She had been through so much already. And I think that that happens so often. So it's an important topic. We'll get into it more. Yeah. Was there anything else you wanted to add about kind of how. You reacted to it in the years that followed. I think that the way that I responded was th this is such a strong word, and I don't feel it now, but I think, yeah, I, my younger self just really resented.

and I was gonna use the word hate, but like, I, honestly, those were words that like, I really truly felt when I was that, that age and going through this, but just really resented and like really, truly hated my mom. Can I stop you right there? Mm-hmm so for, anyone's not here with us in the room. I can see you're uncomfortable when you say those words.

Yeah. Which I just wanna point that out and I'm sure you know this, but there's something that's so prevalent in our culture and probably anywhere in the world is we tend to like demonize negative emotions, like hate or anger or sadness or things like that. So , but it's important and this is good for any parents listening.

It's really important to allow yourself, your children and anyone else. Who's listening to allow yourself to feel those negative emotions and they can't be uncomfortable. I'm not like putting it inside. that's OK. Yeah. But no, it's, it's a real problem. And. Especially for people like us who come from broken homes, we deal with so many heavy and negative quote unquote negative emotions.

And if we tend to look at them as like bad, then we are gonna feel a lot of shame. Like something's very flawed and wrong with us at a deep level, and it's gonna inhibit our ability to heal. So I just wanted to point that out. No, that's so good for me here. You, I not teaching you, but for everyone else, I think it's really important to, to understand.

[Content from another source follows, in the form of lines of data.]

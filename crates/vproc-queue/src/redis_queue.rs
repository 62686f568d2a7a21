//! Job queue on Redis lists.
//!
//! Jobs wait in a pending list. A worker claims one with `BLMOVE`, which moves
//! it atomically to an in-flight list, so a crash between claim and completion
//! never loses the job: the recovery sweep finds it there and pushes it back.

use std::collections::HashMap;
use std::time::Duration;

use async_trait::async_trait;
use redis::AsyncCommands;
use tracing::{debug, info, warn};
use vproc_models::{ProcessingJob, VideoId};

use crate::error::{QueueError, QueueResult};
use crate::queue::{bump_retry, payload_video_id, JobQueue, QueueConfig, RequeueOutcome};

/// Moves one in-flight entry back to pending, only if it is still in flight.
const RECLAIM_SCRIPT: &str = r"
if redis.call('LREM', KEYS[1], 1, ARGV[1]) > 0 then
  redis.call('RPUSH', KEYS[2], ARGV[1])
  redis.call('HDEL', KEYS[3], ARGV[2])
  return 1
end
return 0
";

/// Redis-backed job queue.
pub struct RedisJobQueue {
    client: redis::Client,
    config: QueueConfig,
}

impl RedisJobQueue {
    /// Create a new job queue.
    pub fn new(config: QueueConfig) -> QueueResult<Self> {
        let client = redis::Client::open(config.redis_url.as_str())?;
        Ok(Self { client, config })
    }

    /// Create from environment variables.
    pub fn from_env() -> QueueResult<Self> {
        Self::new(QueueConfig::from_env())
    }

    pub fn config(&self) -> &QueueConfig {
        &self.config
    }

    async fn conn(&self) -> QueueResult<redis::aio::MultiplexedConnection> {
        self.client
            .get_multiplexed_async_connection()
            .await
            .map_err(|e| QueueError::connection_failed(e.to_string()))
    }

    /// Check that Redis answers.
    pub async fn ping(&self) -> QueueResult<()> {
        let mut conn = self.conn().await?;
        redis::cmd("PING").query_async::<()>(&mut conn).await?;
        Ok(())
    }

    /// Raw in-flight entries belonging to `video_id`.
    async fn inflight_entries_for(
        &self,
        conn: &mut redis::aio::MultiplexedConnection,
        video_id: &str,
    ) -> QueueResult<Vec<String>> {
        let entries: Vec<String> = conn.lrange(&self.config.inflight_key, 0, -1).await?;
        Ok(entries
            .into_iter()
            .filter(|raw| payload_video_id(raw).as_deref() == Some(video_id))
            .collect())
    }

    /// Number of jobs currently claimed by workers.
    pub async fn inflight_len(&self) -> QueueResult<u64> {
        let mut conn = self.conn().await?;
        let len: u64 = conn.llen(&self.config.inflight_key).await?;
        Ok(len)
    }
}

#[async_trait]
impl JobQueue for RedisJobQueue {
    async fn enqueue(&self, job: &ProcessingJob) -> QueueResult<()> {
        let payload = serde_json::to_string(job)?;
        let mut conn = self.conn().await?;
        let _: () = conn.rpush(&self.config.pending_key, payload).await?;

        info!(video_id = %job.video_id, "Enqueued processing job");
        Ok(())
    }

    async fn dequeue(&self, timeout: Duration) -> QueueResult<Option<ProcessingJob>> {
        // Blocking commands stall a multiplexed connection, so each dequeue
        // gets its own.
        let mut conn = self.conn().await?;

        let raw: Option<String> = redis::cmd("BLMOVE")
            .arg(&self.config.pending_key)
            .arg(&self.config.inflight_key)
            .arg("LEFT")
            .arg("RIGHT")
            .arg(timeout.as_secs_f64())
            .query_async(&mut conn)
            .await?;

        let Some(raw) = raw else {
            return Ok(None);
        };

        match serde_json::from_str::<ProcessingJob>(&raw) {
            Ok(job) => {
                let _: () = conn
                    .hset(
                        &self.config.lease_key,
                        job.video_id.as_str(),
                        chrono::Utc::now().timestamp(),
                    )
                    .await?;
                debug!(video_id = %job.video_id, retry_count = job.retry_count, "Dequeued job");
                Ok(Some(job))
            }
            Err(e) => {
                warn!(error = %e, payload = %raw, "Removing malformed job payload");
                metrics::counter!("vproc_queue_malformed_total").increment(1);
                let _: () = conn.lrem(&self.config.inflight_key, 1, &raw).await?;
                Ok(None)
            }
        }
    }

    async fn requeue(&self, job: &ProcessingJob) -> QueueResult<RequeueOutcome> {
        let (next, outcome) = bump_retry(job);
        let mut conn = self.conn().await?;
        let claimed = self
            .inflight_entries_for(&mut conn, job.video_id.as_str())
            .await?;

        if claimed.is_empty() {
            warn!(video_id = %job.video_id, "Requeued job was not in flight");
        }

        let mut pipe = redis::pipe();
        pipe.atomic();
        for raw in &claimed {
            pipe.lrem(&self.config.inflight_key, 1, raw).ignore();
        }
        if let RequeueOutcome::Requeued { .. } = outcome {
            pipe.rpush(&self.config.pending_key, serde_json::to_string(&next)?)
                .ignore();
        }
        pipe.hdel(&self.config.lease_key, job.video_id.as_str())
            .ignore();
        pipe.query_async::<()>(&mut conn).await?;

        match outcome {
            RequeueOutcome::Requeued { retry_count } => {
                info!(
                    video_id = %job.video_id,
                    retry_count,
                    max_retries = job.max_retries,
                    "Requeued job"
                );
            }
            RequeueOutcome::Dropped { retry_count } => {
                warn!(
                    video_id = %job.video_id,
                    retry_count,
                    "Retry budget exhausted, dropping job"
                );
            }
        }

        Ok(outcome)
    }

    async fn release(&self, job: &ProcessingJob) -> QueueResult<()> {
        let mut conn = self.conn().await?;
        let claimed = self
            .inflight_entries_for(&mut conn, job.video_id.as_str())
            .await?;

        let mut pipe = redis::pipe();
        pipe.atomic();
        for raw in &claimed {
            pipe.lrem(&self.config.inflight_key, 1, raw).ignore();
        }
        pipe.lpush(&self.config.pending_key, serde_json::to_string(job)?)
            .ignore();
        pipe.hdel(&self.config.lease_key, job.video_id.as_str())
            .ignore();
        pipe.query_async::<()>(&mut conn).await?;

        info!(
            video_id = %job.video_id,
            retry_count = job.retry_count,
            "Released job back to pending"
        );
        Ok(())
    }

    async fn complete(&self, video_id: &VideoId) -> QueueResult<()> {
        let mut conn = self.conn().await?;
        let claimed = self.inflight_entries_for(&mut conn, video_id.as_str()).await?;

        let mut pipe = redis::pipe();
        pipe.atomic();
        for raw in &claimed {
            pipe.lrem(&self.config.inflight_key, 1, raw).ignore();
        }
        pipe.hdel(&self.config.lease_key, video_id.as_str()).ignore();
        pipe.query_async::<()>(&mut conn).await?;

        debug!(video_id = %video_id, removed = claimed.len(), "Completed job");
        Ok(())
    }

    async fn size(&self) -> QueueResult<u64> {
        let mut conn = self.conn().await?;
        let len: u64 = conn.llen(&self.config.pending_key).await?;
        Ok(len)
    }

    async fn touch(&self, video_id: &VideoId) -> QueueResult<()> {
        let mut conn = self.conn().await?;
        let _: () = conn
            .hset(
                &self.config.lease_key,
                video_id.as_str(),
                chrono::Utc::now().timestamp(),
            )
            .await?;
        Ok(())
    }

    async fn recover_stale(&self, min_idle: Duration) -> QueueResult<usize> {
        let mut conn = self.conn().await?;
        let entries: Vec<String> = conn.lrange(&self.config.inflight_key, 0, -1).await?;
        if entries.is_empty() {
            return Ok(0);
        }

        let leases: HashMap<String, i64> = conn.hgetall(&self.config.lease_key).await?;
        let now = chrono::Utc::now().timestamp();
        let min_idle_secs = min_idle.as_secs() as i64;
        let mut recovered = 0;

        for raw in entries {
            let Some(video_id) = payload_video_id(&raw) else {
                warn!(payload = %raw, "Removing malformed in-flight payload");
                let _: () = conn.lrem(&self.config.inflight_key, 1, &raw).await?;
                continue;
            };

            let Some(leased_at) = leases.get(&video_id) else {
                // Claimed but never leased (worker died right after BLMOVE).
                let _: () = conn.hset(&self.config.lease_key, &video_id, now).await?;
                continue;
            };

            if now - leased_at < min_idle_secs {
                continue;
            }

            let removed: i64 = redis::Script::new(RECLAIM_SCRIPT)
                .key(&self.config.inflight_key)
                .key(&self.config.pending_key)
                .key(&self.config.lease_key)
                .arg(&raw)
                .arg(&video_id)
                .invoke_async(&mut conn)
                .await?;

            if removed > 0 {
                recovered += 1;
                warn!(
                    video_id = %video_id,
                    idle_secs = now - leased_at,
                    "Recovered stale in-flight job"
                );
            }
        }

        Ok(recovered)
    }
}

And that's, uh, one of the things I know personally, I want to teach my kids. It's like, yeah, it's okay for you to feel negative emotions like anger and sadness and all those things. Like, there's nothing wrong with you. In fact, there's something very right with you. And I would say it to you too, like the fact that you hated your mom for what she had done, which brought about so many other problems in your life, so much pain to your dad and your siblings and you like, yeah, it makes sense.

Mm-hmm yeah, yeah. Yeah. And that's funny because when I. Was thinking about saying that, you know, it's just kind of something where I know other people need to hear it. And it is something that I struggle to say because I, you know, my desire is not to hate anyone and it's not even, yeah, I do not hate my mom.

It is what she chose to do. And those are the things that I hate and you're right. That it is appropriate. And if I did not, there would be something kind of disordered in me. And so, yeah, it's an uncomfortable feeling to feel, but so necessary when there is real injustice happening. So, absolutely. Thanks for saying that.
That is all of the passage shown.